** About this exercise **
With both ends included, transcribe exactly the records below from their first line to the line that contains "let cli = Cli::parse();".

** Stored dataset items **
____________

use clap::{Parser, Subcommand};

mod commands;
mod scenario;

#[derive(Parser)]
#[command(name = "focusduck-cli", version, about = "Focusduck CLI")]
struct Cli {
    #[command(subcommand)]
    command: Commands,
}

#[derive(Subcommand)]
enum Commands {
    /// Replay a scripted session and print the final snapshot
    Simulate(commands::simulate::SimulateArgs),
    /// Configuration management
    Config {
        #[command(subcommand)]
        action: commands::config::ConfigAction,
    },
}

fn init_tracing() {
    tracing_subscriber::fmt()
        .with_env_filter(
            tracing_subscriber::EnvFilter::try_from_env("FOCUSDUCK_LOG")
                .unwrap_or_else(|_| "warn".into()),
        )
        .with_writer(std::io::stderr)
        .init();
}

fn main() {
    init_tracing();
    let cli = Cli::parse();
    let result = match cli.command {
        Commands::Simulate(args) => commands::simulate::run(args),
        Commands::Config { action } => commands::config::run(action),
    };

    if let Err(e) = result {
        eprintln!("error: {e}");
        std::process::exit(1);
    }
}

____________

** Response to this exercise **
use clap::{Parser, Subcommand};

mod commands;
mod scenario;

#[derive(Parser)]
#[command(name = "focusduck-cli", version, about = "Focusduck CLI")]
struct Cli {
    #[command(subcommand)]
    command: Commands,
}

#[derive(Subcommand)]
enum Commands {
    /// Replay a scripted session and print the final snapshot
    Simulate(commands::simulate::SimulateArgs),
    /// Configuration management
    Config {
        #[command(subcommand)]
        action: commands::config::ConfigAction,
    },
}

fn init_tracing() {
    tracing_subscriber::fmt()
        .with_env_filter(
            tracing_subscriber::EnvFilter::try_from_env("FOCUSDUCK_LOG")
                .unwrap_or_else(|_| "warn".into()),
        )
        .with_writer(std::io::stderr)
        .init();
}

fn main() {
    init_tracing();
    let cli = Cli::parse();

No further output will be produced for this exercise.